Ragazzo di colore, padre di origini caraibiche, madre inglese, Lewis nacque il 7 gennaio 1985 a Stevenage, città di circa 80 mila abitanti dell’Ertfordshire, a una cinquantina di chilometri a nord di Londra. Le scuole d’obbligo, ma nulla di più, perché era la pista che prendeva il suo tempo. E ha cominciato girare, con pochi mezzi, prima l’Europa, poi il mondo, fino ad arrivare, già plurititolato nelle categorie minori alla Formula 1. Un ambiente che all’inizio lo ha guardato più come una curiosità che da potenziale campione, pur essendo consapevole del fatto che aveva già vinto in Formula Renault 2.0, nelle Euroseries di F3 e in GP2. Ma lui ha cominciato subito a stupire.

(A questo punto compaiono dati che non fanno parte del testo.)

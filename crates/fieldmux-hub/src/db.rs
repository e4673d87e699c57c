//! Database connection pool and migrations.

use sqlx::sqlite::{SqliteConnectOptions, SqlitePoolOptions};
use sqlx::SqlitePool;
use std::str::FromStr;

/// Connect to the SQLite database at `path`, creating the file if absent.
pub async fn connect(path: &str) -> anyhow::Result<SqlitePool> {
    let options = SqliteConnectOptions::from_str(&format!("sqlite://{path}"))?
        .create_if_missing(true);

    let pool = SqlitePoolOptions::new()
        .max_connections(8)
        .connect_with(options)
        .await?;

    tracing::info!(path, "connected to SQLite");
    Ok(pool)
}

/// Run embedded SQL migrations.
pub async fn migrate(pool: &SqlitePool) -> anyhow::Result<()> {
    sqlx::migrate!("./migrations").run(pool).await?;
    tracing::info!("database migrations complete");
    Ok(())
}
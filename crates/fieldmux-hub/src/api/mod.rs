//! HTTP route tree.
//!
//! REST CRUD for streamer accounts is a collaborator concern, not part of
//! the core (§1); the only HTTP surface the hub itself serves is a
//! liveness check for process supervisors and load balancers.

use axum::routing::get;
use axum::Router;

use crate::state::AppState;

pub fn router() -> Router<AppState> {
    Router::new().route("/healthz", get(healthz))
}

async fn healthz() -> &'static str {
    "ok"
}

Il resto è noto: la battaglia con Alonso in McLaren nel 2007, il primo mondiale l’anno successivo, soffiato a Massa all’ultima gara e a 38 secondi dalla fine del GP del Brasile, le tre sfide con Rosberg, delle quali una persa lo scorso anno. Infine il poker di Mondiali per merito suo e anche per i colpi persi dalla Ferrari. Nel frattempo Hamilton è diventato protagonista non solo nel circus dei motori ma anche nella sua vita privata, diventando una star globale. Una figura sotto certi aspetti carismatica, molto vicina ai teenager, anche se lui di anni ne ha già 31. Dai tatuaggi alle strabilianti collane d’oro e diamanti, dagli occhiali sempre scuri al cappuccio indossato quasi perennemente nel paddock, dalla presenza costante nei social dove illustra tutte le sue imprese, donne, sport estremi, alla passione per gli animali, dai cani alle tigri, all’affetto per i bambini. Una persona a 360 gradi, che resta comunque un po’ misteriosa, capace di frequentare il jet-set, gli ambienti artistici e nello stesso tempo di isolarsi.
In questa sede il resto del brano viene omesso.